Il suffit parfois d’un rien pour faire basculer toute une vie. Une petite phrase prononcée, un geste non voulu… ou bien un simple morceau de papier. Et le papier que tient Carolyn Russell dans ses mains s’est révélé être une bombe qui a explosé aux visages des habitants de Chesnut Street, à Peyton Place. Mais il se trouve que ce papier peut s’avérer aussi pouvoir disculper Steven Cord d’un crime qu’il n’a pas commis. Mais un morceau de papier peut aussi apporter une bonne nouvelle et une grande joie à son destinataire.

Carolyn Russell longe le couloir de l’hôpital, avec le rapport médical de Betty en main. Dans son bureau, Mike sourit à pleine dents en lisant un télégramme. Carolyn frappe à la porte du bureau du Dr Michael Rossi.

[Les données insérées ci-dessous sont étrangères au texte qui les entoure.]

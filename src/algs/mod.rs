//! Re-export public algorithms.

pub mod bond_forces;
pub mod communicator;
pub mod ghost_exchange;
pub mod kinematics;
pub mod wire;

pub use bond_forces::{Evaluation, ResolvedLaws, evaluate};
pub use kinematics::{BondWeight, deformation_gradients, mean_positions, shape_tensors};
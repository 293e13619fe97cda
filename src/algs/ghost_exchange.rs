//! Ghost exchange over a [`Communicator`]: plan construction and value refresh.
//!
//! Plan construction is a collective in two stages: every rank tells every other
//! rank how many nodes it wants from it, then ships the requested global ids. The
//! owner turns each request list into an export list of local indices; the
//! requester keeps the matching import list of ghost slots. Refresh afterwards only
//! talks to ranks with a non-empty import or export list.
//!
//! All functions drain every posted handle before returning, even on error.

use std::collections::BTreeMap;

use crate::algs::communicator::{Communicator, GhostCommTags, Wait};
use crate::algs::wire::{
    WireCount, WireIndex, WireScalar, WireStatus, cast_slice, collect_from, expect_exact_len,
};
use crate::data::field::{FieldValue, NodeField};
use crate::pd_error::PdError;
use crate::topology::node::{GlobalIndex, LocalIndex};

/// Who sends what to whom during a ghost refresh of one level.
#[derive(Clone, Debug, Default, PartialEq, Eq)]
pub struct GhostPlan {
    /// peer rank → ghost slots filled from that peer, in message order.
    pub imports: BTreeMap<usize, Vec<usize>>,
    /// peer rank → owned nodes sent to that peer, in message order.
    pub exports: BTreeMap<usize, Vec<LocalIndex>>,
}

impl GhostPlan {
    pub fn is_empty(&self) -> bool {
        self.imports.is_empty() && self.exports.is_empty()
    }

    /// Number of ghost slots this plan fills.
    pub fn import_count(&self) -> usize {
        self.imports.values().map(Vec::len).sum()
    }
}

/// Build a [`GhostPlan`] collectively.
///
/// `requests` maps each owner rank to the `(ghost slot, global id)` pairs this rank
/// needs from it. `local_of` translates a requested global id into a local index on
/// this rank (the owner side) and fails if the id is not owned here.
pub fn build_plan<C, F>(
    comm: &C,
    tags: GhostCommTags,
    requests: &BTreeMap<usize, Vec<(usize, GlobalIndex)>>,
    local_of: F,
) -> Result<GhostPlan, PdError>
where
    C: Communicator,
    F: Fn(usize, GlobalIndex) -> Result<LocalIndex, PdError>,
{
    let me = comm.rank();
    let peers: Vec<usize> = (0..comm.size()).filter(|&p| p != me).collect();

    // 1) request counts, all-to-all (zero counts included: owners cannot know who asks)
    let mut recv_counts = Vec::with_capacity(peers.len());
    for &peer in &peers {
        let mut cnt = WireCount::new(0);
        let h = comm.irecv(
            peer,
            tags.request_sizes.as_u16(),
            bytemuck::bytes_of_mut(&mut cnt),
        );
        recv_counts.push((peer, h));
    }
    let mut pending = Vec::with_capacity(peers.len());
    for &peer in &peers {
        let n = requests.get(&peer).map_or(0, Vec::len);
        let count = WireCount::new(n);
        pending.push(comm.isend(
            peer,
            tags.request_sizes.as_u16(),
            bytemuck::bytes_of(&count),
        ));
    }
    let mut incoming: BTreeMap<usize, usize> = BTreeMap::new();
    let mut maybe_err = None;
    for (peer, h) in recv_counts {
        match h.wait() {
            Some(data) => {
                match expect_exact_len(peer, data.len(), std::mem::size_of::<WireCount>()) {
                    Ok(()) => {
                        let cnt: Vec<WireCount> = collect_from(&data);
                        if cnt[0].get() > 0 {
                            incoming.insert(peer, cnt[0].get());
                        }
                    }
                    Err(e) => {
                        maybe_err.get_or_insert(e);
                    }
                }
            }
            None => {
                maybe_err.get_or_insert(PdError::GhostExchange {
                    neighbor: peer,
                    message: "no request count received".into(),
                });
            }
        }
    }
    for h in pending {
        let _ = h.wait();
    }
    if let Some(e) = maybe_err {
        return Err(e);
    }

    // 2) request id lists, only where non-empty
    let mut recv_ids = Vec::with_capacity(incoming.len());
    for (&peer, &n) in &incoming {
        let mut buf = vec![0u8; n * std::mem::size_of::<WireIndex>()];
        let h = comm.irecv(peer, tags.request_ids.as_u16(), &mut buf);
        recv_ids.push((peer, n, h));
    }
    let mut pending = Vec::with_capacity(requests.len());
    let mut imports = BTreeMap::new();
    for (&owner, wanted) in requests {
        if wanted.is_empty() {
            continue;
        }
        let ids: Vec<WireIndex> = wanted.iter().map(|(_, g)| WireIndex::of(g.get())).collect();
        pending.push(comm.isend(owner, tags.request_ids.as_u16(), cast_slice(&ids)));
        imports.insert(owner, wanted.iter().map(|&(slot, _)| slot).collect());
    }
    let mut exports = BTreeMap::new();
    for (peer, n, h) in recv_ids {
        let Some(data) = h.wait() else {
            maybe_err.get_or_insert(PdError::GhostExchange {
                neighbor: peer,
                message: "no request list received".into(),
            });
            continue;
        };
        if let Err(e) = expect_exact_len(peer, data.len(), n * std::mem::size_of::<WireIndex>()) {
            maybe_err.get_or_insert(e);
            continue;
        }
        let ids: Vec<WireIndex> = collect_from(&data);
        let locals: Result<Vec<LocalIndex>, PdError> = ids
            .iter()
            .map(|w| local_of(peer, GlobalIndex::new(w.get())))
            .collect();
        match locals {
            Ok(locals) => {
                exports.insert(peer, locals);
            }
            Err(e) => {
                maybe_err.get_or_insert(e);
            }
        }
    }
    for h in pending {
        let _ = h.wait();
    }
    if let Some(e) = maybe_err {
        return Err(e);
    }

    log::debug!(
        "rank {me}: ghost plan imports from {:?}, exports to {:?}",
        imports.keys().collect::<Vec<_>>(),
        exports.keys().collect::<Vec<_>>()
    );
    Ok(GhostPlan { imports, exports })
}

/// Send owned values along the plan's exports and overwrite ghost slots from its
/// imports. Blocks until every import has arrived.
pub fn refresh<C, T>(
    comm: &C,
    tags: GhostCommTags,
    plan: &GhostPlan,
    field: &mut NodeField<T>,
) -> Result<(), PdError>
where
    C: Communicator,
    T: FieldValue,
{
    let mut recvs = Vec::with_capacity(plan.imports.len());
    for (&peer, slots) in &plan.imports {
        let mut buf = vec![0u8; slots.len() * T::WIDTH * std::mem::size_of::<WireScalar>()];
        let h = comm.irecv(peer, tags.values.as_u16(), &mut buf);
        recvs.push((peer, slots, buf.len(), h));
    }

    let mut pending = Vec::with_capacity(plan.exports.len());
    let mut components = Vec::new();
    for (&peer, locals) in &plan.exports {
        components.clear();
        for &local in locals {
            field.owned(local).write_components(&mut components);
        }
        let wire: Vec<WireScalar> = components.iter().map(|&v| WireScalar::of(v)).collect();
        pending.push(comm.isend(peer, tags.values.as_u16(), cast_slice(&wire)));
    }

    let mut maybe_err = None;
    for (peer, slots, expected, h) in recvs {
        let Some(data) = h.wait() else {
            maybe_err.get_or_insert(PdError::GhostExchange {
                neighbor: peer,
                message: "no ghost values received".into(),
            });
            continue;
        };
        if let Err(e) = expect_exact_len(peer, data.len(), expected) {
            maybe_err.get_or_insert(e);
            continue;
        }
        if maybe_err.is_some() {
            continue;
        }
        let wire: Vec<WireScalar> = collect_from(&data);
        let values: Vec<f64> = wire.iter().map(WireScalar::get).collect();
        for (&slot, chunk) in slots.iter().zip(values.chunks_exact(T::WIDTH)) {
            *field.ghost_mut(slot) = T::from_components(chunk);
        }
    }
    for h in pending {
        let _ = h.wait();
    }
    match maybe_err {
        Some(e) => Err(e),
        None => Ok(()),
    }
}

/// Collective logical AND of `ok` over all ranks.
pub fn all_ok<C: Communicator>(comm: &C, tags: GhostCommTags, ok: bool) -> Result<bool, PdError> {
    let me = comm.rank();
    let peers: Vec<usize> = (0..comm.size()).filter(|&p| p != me).collect();
    let mut recvs = Vec::with_capacity(peers.len());
    for &peer in &peers {
        let mut flag = WireStatus::new(false);
        let h = comm.irecv(peer, tags.status.as_u16(), bytemuck::bytes_of_mut(&mut flag));
        recvs.push((peer, h));
    }
    let flag = WireStatus::new(ok);
    let pending: Vec<_> = peers
        .iter()
        .map(|&peer| comm.isend(peer, tags.status.as_u16(), bytemuck::bytes_of(&flag)))
        .collect();
    let mut all = ok;
    let mut maybe_err = None;
    for (peer, h) in recvs {
        match h.wait() {
            Some(data) if data.len() == std::mem::size_of::<WireStatus>() => {
                let flag: Vec<WireStatus> = collect_from(&data);
                all &= flag[0].is_ok();
            }
            _ => {
                maybe_err.get_or_insert(PdError::GhostExchange {
                    neighbor: peer,
                    message: "no status flag received".into(),
                });
            }
        }
    }
    for h in pending {
        let _ = h.wait();
    }
    match maybe_err {
        Some(e) => Err(e),
        None => Ok(all),
    }
}
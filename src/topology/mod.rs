//! Node identity and ownership.

pub mod node;
pub mod ownership;
//! Stateless HTTP request builder and response parser for the vehicle API.
//!
//! # Design
//! `VehicleClient` holds only a `base_url` and carries no mutable state between
//! calls. Each operation is split into a `build_*` method that produces an
//! `HttpRequest` and a `parse_*` method that consumes an `HttpResponse`.
//! Executing the round-trip is left to a `Transport`.
//!
//! Status mapping:
//! - get/update: 200 is success, 404 is `NotFound`, anything else `HttpError`.
//! - add: 200 is success, an `id` validation message is `IdRequired`,
//!   anything else `HttpError`.
//! - delete: the raw status code is returned as-is.

use serde_json::Value;

use crate::error::ApiError;
use crate::http::{HttpMethod, HttpRequest, HttpResponse};
use crate::types::Vehicle;

/// Messages the backing server uses to reject a create without an id.
const ID_REQUIRED_MESSAGES: [&str; 2] = ["This field may not be null.", "This field is required."];

/// Synchronous, stateless request builder and response parser.
#[derive(Debug, Clone)]
pub struct VehicleClient {
    base_url: String,
}

impl VehicleClient {
    pub fn new(base_url: &str) -> Self {
        Self {
            base_url: base_url.trim_end_matches('/').to_string(),
        }
    }

    pub fn base_url(&self) -> &str {
        &self.base_url
    }

    pub fn build_list_vehicles(&self) -> HttpRequest {
        HttpRequest {
            method: HttpMethod::Get,
            path: format!("{}/vehicles", self.base_url),
            headers: Vec::new(),
            body: None,
        }
    }

    pub fn build_get_vehicle(&self, id: u64) -> HttpRequest {
        HttpRequest {
            method: HttpMethod::Get,
            path: format!("{}/vehicles/{id}", self.base_url),
            headers: Vec::new(),
            body: None,
        }
    }

    /// The id is sent as-is, including when absent; the server decides.
    pub fn build_add_vehicle(&self, vehicle: &Vehicle) -> Result<HttpRequest, ApiError> {
        Ok(HttpRequest {
            method: HttpMethod::Post,
            path: format!("{}/vehicles", self.base_url),
            headers: json_headers(),
            body: Some(to_body(vehicle)?),
        })
    }

    pub fn build_update_vehicle(&self, vehicle: &Vehicle) -> Result<HttpRequest, ApiError> {
        let id = vehicle.id.ok_or(ApiError::IdRequired)?;
        Ok(HttpRequest {
            method: HttpMethod::Put,
            path: format!("{}/vehicles/{id}", self.base_url),
            headers: json_headers(),
            body: Some(to_body(vehicle)?),
        })
    }

    pub fn build_delete_vehicle(&self, id: u64) -> HttpRequest {
        HttpRequest {
            method: HttpMethod::Delete,
            path: format!("{}/vehicles/{id}", self.base_url),
            headers: Vec::new(),
            body: None,
        }
    }

    pub fn parse_list_vehicles(&self, response: HttpResponse) -> Result<Vec<Vehicle>, ApiError> {
        check_status(&response, 200)?;
        from_body(&response.body)
    }

    pub fn parse_get_vehicle(&self, response: HttpResponse) -> Result<Vehicle, ApiError> {
        check_status(&response, 200)?;
        from_body(&response.body)
    }

    pub fn parse_add_vehicle(&self, response: HttpResponse) -> Result<Vehicle, ApiError> {
        if response.status == 200 {
            return from_body(&response.body);
        }
        if is_id_required(&response.body) {
            return Err(ApiError::IdRequired);
        }
        Err(ApiError::HttpError {
            status: response.status,
            body: response.body,
        })
    }

    pub fn parse_update_vehicle(&self, response: HttpResponse) -> Result<Vehicle, ApiError> {
        check_status(&response, 200)?;
        from_body(&response.body)
    }

    /// Success or failure is left to the caller.
    pub fn parse_delete_vehicle(&self, response: HttpResponse) -> u16 {
        response.status
    }
}

fn json_headers() -> Vec<(String, String)> {
    vec![("content-type".to_string(), "application/json".to_string())]
}

fn to_body(vehicle: &Vehicle) -> Result<String, ApiError> {
    serde_json::to_string(vehicle).map_err(|e| ApiError::Serialization(e.to_string()))
}

fn from_body<T: serde::de::DeserializeOwned>(body: &str) -> Result<T, ApiError> {
    serde_json::from_str(body).map_err(|e| ApiError::Deserialization(e.to_string()))
}

/// Map non-success status codes to the appropriate `ApiError` variant.
fn check_status(response: &HttpResponse, expected: u16) -> Result<(), ApiError> {
    if response.status == expected {
        return Ok(());
    }
    if response.status == 404 {
        return Err(ApiError::NotFound);
    }
    Err(ApiError::HttpError {
        status: response.status,
        body: response.body.clone(),
    })
}

/// Whether an error body is the server's field-validation complaint about `id`.
///
/// The message may be a bare string or a list of strings.
fn is_id_required(body: &str) -> bool {
    let Ok(Value::Object(errors)) = serde_json::from_str::<Value>(body) else {
        return false;
    };
    let mentions = |message: &Value| {
        message
            .as_str()
            .is_some_and(|m| ID_REQUIRED_MESSAGES.iter().any(|known| m.contains(known)))
    };
    match errors.get("id") {
        Some(Value::Array(messages)) => messages.iter().any(mentions),
        Some(message) => mentions(message),
        None => false,
    }
}

#[cfg(test)]
mod tests {
    use super::*;

    fn client() -> VehicleClient {
        VehicleClient::new("http://localhost:3000")
    }

    fn response(status: u16, body: &str) -> HttpResponse {
        HttpResponse {
            status,
            headers: Vec::new(),
            body: body.to_string(),
        }
    }

    fn vehicle() -> Vehicle {
        Vehicle {
            id: Some(42),
            name: Some("Volvo".to_string()),
            model: Some("XC90".to_string()),
            year: Some(2021),
            ..Vehicle::default()
        }
    }

    #[test]
    fn build_list_vehicles_produces_correct_request() {
        let req = client().build_list_vehicles();
        assert_eq!(req.method, HttpMethod::Get);
        assert_eq!(req.path, "http://localhost:3000/vehicles");
        assert!(req.body.is_none());
        assert!(req.headers.is_empty());
    }

    #[test]
    fn build_get_vehicle_produces_correct_request() {
        let req = client().build_get_vehicle(7);
        assert_eq!(req.method, HttpMethod::Get);
        assert_eq!(req.path, "http://localhost:3000/vehicles/7");
        assert!(req.body.is_none());
    }

    #[test]
    fn build_add_vehicle_sends_full_field_set() {
        let req = client().build_add_vehicle(&vehicle()).unwrap();
        assert_eq!(req.method, HttpMethod::Post);
        assert_eq!(req.path, "http://localhost:3000/vehicles");
        assert_eq!(
            req.headers,
            vec![("content-type".to_string(), "application/json".to_string())]
        );
        let body: Value = serde_json::from_str(req.body.as_deref().unwrap()).unwrap();
        assert_eq!(body["id"], 42);
        assert_eq!(body["name"], "Volvo");
        assert_eq!(body["year"], 2021);
        assert!(body.get("price").is_none());
    }

    #[test]
    fn build_add_vehicle_without_id_still_builds() {
        let input = Vehicle {
            id: None,
            ..vehicle()
        };
        let req = client().build_add_vehicle(&input).unwrap();
        let body: Value = serde_json::from_str(req.body.as_deref().unwrap()).unwrap();
        assert!(body.get("id").is_none());
    }

    #[test]
    fn build_update_vehicle_targets_vehicle_id() {
        let req = client().build_update_vehicle(&vehicle()).unwrap();
        assert_eq!(req.method, HttpMethod::Put);
        assert_eq!(req.path, "http://localhost:3000/vehicles/42");
        assert!(req.body.is_some());
    }

    #[test]
    fn build_update_vehicle_requires_id() {
        let input = Vehicle {
            id: None,
            ..vehicle()
        };
        let err = client().build_update_vehicle(&input).unwrap_err();
        assert!(matches!(err, ApiError::IdRequired));
    }

    #[test]
    fn build_delete_vehicle_produces_correct_request() {
        let req = client().build_delete_vehicle(3);
        assert_eq!(req.method, HttpMethod::Delete);
        assert_eq!(req.path, "http://localhost:3000/vehicles/3");
        assert!(req.body.is_none());
    }

    #[test]
    fn parse_list_vehicles_success() {
        let resp = response(200, r#"[{"id":1,"name":"Lada"},{"id":2}]"#);
        let vehicles = client().parse_list_vehicles(resp).unwrap();
        assert_eq!(vehicles.len(), 2);
        assert_eq!(vehicles[0].name.as_deref(), Some("Lada"));
        assert!(vehicles[1].name.is_none());
    }

    #[test]
    fn parse_list_vehicles_rejects_object() {
        let err = client()
            .parse_list_vehicles(response(200, r#"{"id":1}"#))
            .unwrap_err();
        assert!(matches!(err, ApiError::Deserialization(_)));
    }

    #[test]
    fn parse_list_vehicles_bad_json() {
        let err = client()
            .parse_list_vehicles(response(200, "not json"))
            .unwrap_err();
        assert!(matches!(err, ApiError::Deserialization(_)));
    }

    #[test]
    fn parse_get_vehicle_not_found() {
        let err = client()
            .parse_get_vehicle(response(404, r#"{"detail":"Not found."}"#))
            .unwrap_err();
        assert!(matches!(err, ApiError::NotFound));
    }

    #[test]
    fn parse_get_vehicle_rejects_unknown_keys() {
        let err = client()
            .parse_get_vehicle(response(200, r#"{"id":1,"owner":"bob"}"#))
            .unwrap_err();
        assert!(matches!(err, ApiError::Deserialization(_)));
    }

    #[test]
    fn parse_add_vehicle_success() {
        let resp = response(200, r#"{"id":42,"name":"Volvo","model":"XC90","year":2021}"#);
        assert_eq!(client().parse_add_vehicle(resp).unwrap(), vehicle());
    }

    #[test]
    fn parse_add_vehicle_id_required() {
        let resp = response(400, r#"{"id":["This field may not be null."]}"#);
        let err = client().parse_add_vehicle(resp).unwrap_err();
        assert!(matches!(err, ApiError::IdRequired));
    }

    #[test]
    fn parse_add_vehicle_id_required_as_string() {
        let resp = response(400, r#"{"id":"This field is required."}"#);
        let err = client().parse_add_vehicle(resp).unwrap_err();
        assert!(matches!(err, ApiError::IdRequired));
    }

    #[test]
    fn parse_add_vehicle_other_id_error_is_generic() {
        let body = r#"{"id":["vehicle with this id already exists."]}"#;
        let err = client().parse_add_vehicle(response(400, body)).unwrap_err();
        match err {
            ApiError::HttpError { status, body: raw } => {
                assert_eq!(status, 400);
                assert_eq!(raw, body);
            }
            other => panic!("expected HttpError, got {other:?}"),
        }
    }

    #[test]
    fn parse_add_vehicle_non_json_failure() {
        let err = client()
            .parse_add_vehicle(response(500, "internal error"))
            .unwrap_err();
        assert!(matches!(err, ApiError::HttpError { status: 500, .. }));
    }

    #[test]
    fn parse_update_vehicle_not_found() {
        let err = client()
            .parse_update_vehicle(response(404, ""))
            .unwrap_err();
        assert!(matches!(err, ApiError::NotFound));
    }

    #[test]
    fn parse_update_vehicle_validation_failure() {
        let resp = response(400, r#"{"year":["A valid integer is required."]}"#);
        let err = client().parse_update_vehicle(resp).unwrap_err();
        assert!(matches!(err, ApiError::HttpError { status: 400, .. }));
    }

    #[test]
    fn parse_delete_vehicle_returns_raw_status() {
        assert_eq!(client().parse_delete_vehicle(response(204, "")), 204);
        assert_eq!(client().parse_delete_vehicle(response(404, "")), 404);
    }

    #[test]
    fn trailing_slash_is_stripped() {
        let client = VehicleClient::new("http://localhost:3000/");
        let req = client.build_list_vehicles();
        assert_eq!(req.path, "http://localhost:3000/vehicles");
    }
}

Mike entonne un tonitruant « entrez ! ». 

Carolyn entre et découvre un large sourire sur le visage de son ex beau-père. « Oh, tu m’as l’air d’excellente humeur ce matin ! »

Mike se lève et va embrasser Carolyn. « Ce n’est pas qu’une impression. Je suis vraiment de bonne humeur !

-Tu as sauvé une vie ce matin ?

-Pas encore, mais ça ne saurait tarder. Non, en fait je viens de recevoir un télégramme d’Australie. Paula et Craig reviennent enfin par le prochain avion ! »

Carolyn ne cache pas sa joie. « C’est formidable, Mike. Elle devait beaucoup te manquer… »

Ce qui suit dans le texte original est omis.